SOURCE MATERIAL -
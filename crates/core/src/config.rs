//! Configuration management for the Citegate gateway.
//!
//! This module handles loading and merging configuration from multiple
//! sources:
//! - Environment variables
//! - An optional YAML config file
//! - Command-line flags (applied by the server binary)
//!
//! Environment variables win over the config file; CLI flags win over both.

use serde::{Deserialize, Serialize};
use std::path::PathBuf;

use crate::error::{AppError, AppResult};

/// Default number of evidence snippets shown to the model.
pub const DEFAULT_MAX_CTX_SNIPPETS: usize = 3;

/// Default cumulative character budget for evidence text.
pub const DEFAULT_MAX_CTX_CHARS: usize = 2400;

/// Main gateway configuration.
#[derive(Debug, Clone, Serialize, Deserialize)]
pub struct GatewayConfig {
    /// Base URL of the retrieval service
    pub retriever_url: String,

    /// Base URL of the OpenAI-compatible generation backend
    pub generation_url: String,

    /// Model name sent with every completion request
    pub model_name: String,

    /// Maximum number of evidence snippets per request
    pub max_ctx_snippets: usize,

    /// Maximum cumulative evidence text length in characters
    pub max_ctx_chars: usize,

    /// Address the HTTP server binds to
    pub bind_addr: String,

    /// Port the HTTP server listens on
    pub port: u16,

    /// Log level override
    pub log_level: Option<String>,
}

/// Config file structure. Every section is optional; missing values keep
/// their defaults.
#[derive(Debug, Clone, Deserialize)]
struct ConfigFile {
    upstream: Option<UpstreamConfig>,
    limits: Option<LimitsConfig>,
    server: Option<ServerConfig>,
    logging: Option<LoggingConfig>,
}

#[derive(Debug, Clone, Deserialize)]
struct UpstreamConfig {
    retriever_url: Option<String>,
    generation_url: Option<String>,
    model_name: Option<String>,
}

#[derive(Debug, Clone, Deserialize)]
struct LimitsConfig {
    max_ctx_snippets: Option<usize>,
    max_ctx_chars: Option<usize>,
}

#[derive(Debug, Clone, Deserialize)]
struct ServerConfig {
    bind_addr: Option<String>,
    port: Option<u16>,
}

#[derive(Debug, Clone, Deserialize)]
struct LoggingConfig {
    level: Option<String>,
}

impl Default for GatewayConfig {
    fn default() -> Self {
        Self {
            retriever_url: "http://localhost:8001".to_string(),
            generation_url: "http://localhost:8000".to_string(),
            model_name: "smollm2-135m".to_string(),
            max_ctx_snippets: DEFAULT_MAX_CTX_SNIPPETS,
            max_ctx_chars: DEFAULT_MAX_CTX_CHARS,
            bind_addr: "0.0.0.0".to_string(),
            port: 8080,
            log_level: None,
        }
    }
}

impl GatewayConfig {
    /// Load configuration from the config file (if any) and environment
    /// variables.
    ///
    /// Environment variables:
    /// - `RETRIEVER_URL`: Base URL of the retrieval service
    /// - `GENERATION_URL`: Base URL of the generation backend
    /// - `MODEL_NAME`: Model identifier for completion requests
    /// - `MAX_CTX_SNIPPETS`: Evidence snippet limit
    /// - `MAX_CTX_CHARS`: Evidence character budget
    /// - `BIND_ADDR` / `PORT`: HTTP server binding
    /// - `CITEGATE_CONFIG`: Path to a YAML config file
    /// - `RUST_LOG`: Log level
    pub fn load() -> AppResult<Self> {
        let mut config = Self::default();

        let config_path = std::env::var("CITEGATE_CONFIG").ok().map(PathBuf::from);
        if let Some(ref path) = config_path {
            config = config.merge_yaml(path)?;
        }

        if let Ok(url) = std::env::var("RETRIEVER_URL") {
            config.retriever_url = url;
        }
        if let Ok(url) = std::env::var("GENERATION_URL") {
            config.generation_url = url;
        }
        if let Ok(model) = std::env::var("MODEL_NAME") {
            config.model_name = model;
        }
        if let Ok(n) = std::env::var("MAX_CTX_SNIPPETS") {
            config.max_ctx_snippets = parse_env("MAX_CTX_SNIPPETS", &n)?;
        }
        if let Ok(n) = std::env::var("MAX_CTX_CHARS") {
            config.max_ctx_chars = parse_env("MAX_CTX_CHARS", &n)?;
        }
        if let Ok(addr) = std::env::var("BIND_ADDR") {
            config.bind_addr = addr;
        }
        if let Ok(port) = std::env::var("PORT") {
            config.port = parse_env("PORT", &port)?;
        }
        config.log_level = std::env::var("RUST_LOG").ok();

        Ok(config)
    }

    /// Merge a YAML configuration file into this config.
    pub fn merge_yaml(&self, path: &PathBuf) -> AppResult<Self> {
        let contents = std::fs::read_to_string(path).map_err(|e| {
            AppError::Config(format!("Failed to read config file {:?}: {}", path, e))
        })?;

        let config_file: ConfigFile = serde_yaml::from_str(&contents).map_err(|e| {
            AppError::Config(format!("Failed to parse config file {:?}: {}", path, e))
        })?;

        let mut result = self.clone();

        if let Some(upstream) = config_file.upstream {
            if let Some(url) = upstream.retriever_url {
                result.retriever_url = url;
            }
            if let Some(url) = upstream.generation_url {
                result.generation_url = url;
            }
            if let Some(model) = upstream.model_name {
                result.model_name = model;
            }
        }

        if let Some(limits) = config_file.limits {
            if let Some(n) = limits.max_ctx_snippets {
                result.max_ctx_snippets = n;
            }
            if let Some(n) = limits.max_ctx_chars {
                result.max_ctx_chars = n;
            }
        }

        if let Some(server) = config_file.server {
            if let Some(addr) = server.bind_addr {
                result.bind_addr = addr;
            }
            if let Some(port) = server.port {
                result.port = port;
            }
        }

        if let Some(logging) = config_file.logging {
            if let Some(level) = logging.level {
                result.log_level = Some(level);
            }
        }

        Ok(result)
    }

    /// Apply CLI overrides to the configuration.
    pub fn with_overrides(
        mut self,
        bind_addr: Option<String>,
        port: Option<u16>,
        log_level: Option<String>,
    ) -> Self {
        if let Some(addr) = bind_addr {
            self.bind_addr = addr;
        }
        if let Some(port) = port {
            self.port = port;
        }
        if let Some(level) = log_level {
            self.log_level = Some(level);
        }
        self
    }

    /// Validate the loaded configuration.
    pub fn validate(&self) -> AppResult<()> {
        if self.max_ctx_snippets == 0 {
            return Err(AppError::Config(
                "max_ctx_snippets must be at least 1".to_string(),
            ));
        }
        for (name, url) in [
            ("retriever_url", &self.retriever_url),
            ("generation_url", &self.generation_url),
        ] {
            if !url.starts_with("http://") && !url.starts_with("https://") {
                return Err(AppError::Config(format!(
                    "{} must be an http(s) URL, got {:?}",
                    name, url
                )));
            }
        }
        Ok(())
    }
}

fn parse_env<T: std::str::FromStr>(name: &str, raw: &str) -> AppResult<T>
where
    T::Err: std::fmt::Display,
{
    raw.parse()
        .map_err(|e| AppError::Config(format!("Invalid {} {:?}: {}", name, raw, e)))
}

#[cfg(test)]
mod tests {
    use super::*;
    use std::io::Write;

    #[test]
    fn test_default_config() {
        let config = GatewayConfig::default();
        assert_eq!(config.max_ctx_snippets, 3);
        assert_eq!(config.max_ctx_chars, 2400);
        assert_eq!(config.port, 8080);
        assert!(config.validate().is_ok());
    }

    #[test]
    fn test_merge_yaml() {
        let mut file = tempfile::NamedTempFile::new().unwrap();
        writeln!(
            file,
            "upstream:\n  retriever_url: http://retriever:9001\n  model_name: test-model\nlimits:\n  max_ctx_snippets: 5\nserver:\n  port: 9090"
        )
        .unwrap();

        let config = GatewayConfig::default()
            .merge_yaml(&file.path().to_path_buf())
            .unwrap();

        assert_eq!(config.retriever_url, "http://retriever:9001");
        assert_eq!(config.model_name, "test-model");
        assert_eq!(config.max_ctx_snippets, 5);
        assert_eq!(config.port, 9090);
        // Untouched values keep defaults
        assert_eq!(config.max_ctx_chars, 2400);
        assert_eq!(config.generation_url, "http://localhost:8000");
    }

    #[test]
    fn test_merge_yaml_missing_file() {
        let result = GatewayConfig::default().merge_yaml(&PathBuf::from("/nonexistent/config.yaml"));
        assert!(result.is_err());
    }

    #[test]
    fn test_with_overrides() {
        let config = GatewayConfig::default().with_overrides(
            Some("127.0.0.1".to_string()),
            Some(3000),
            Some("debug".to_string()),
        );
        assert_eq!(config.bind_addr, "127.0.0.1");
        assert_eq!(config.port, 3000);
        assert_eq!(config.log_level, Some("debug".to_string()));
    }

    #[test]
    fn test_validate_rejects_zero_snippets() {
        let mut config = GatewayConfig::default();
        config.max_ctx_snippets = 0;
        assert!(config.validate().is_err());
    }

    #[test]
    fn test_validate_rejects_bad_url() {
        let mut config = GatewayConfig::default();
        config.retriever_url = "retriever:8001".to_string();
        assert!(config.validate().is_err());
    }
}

EXERCISE OBJECTIVE - Retype exactly, and only, the lines that run from the one with "assert_eq!(config.port, 3000);" through the final line of the entries.

RESULT OF THIS TASK -
        assert_eq!(config.port, 3000);
        assert_eq!(config.log_level, Some("debug".to_string()));
    }

    #[test]
    fn test_validate_rejects_zero_snippets() {
        let mut config = GatewayConfig::default();
        config.max_ctx_snippets = 0;
        assert!(config.validate().is_err());
    }

    #[test]
    fn test_validate_rejects_bad_url() {
        let mut config = GatewayConfig::default();
        config.retriever_url = "retriever:8001".to_string();
        assert!(config.validate().is_err());
    }
}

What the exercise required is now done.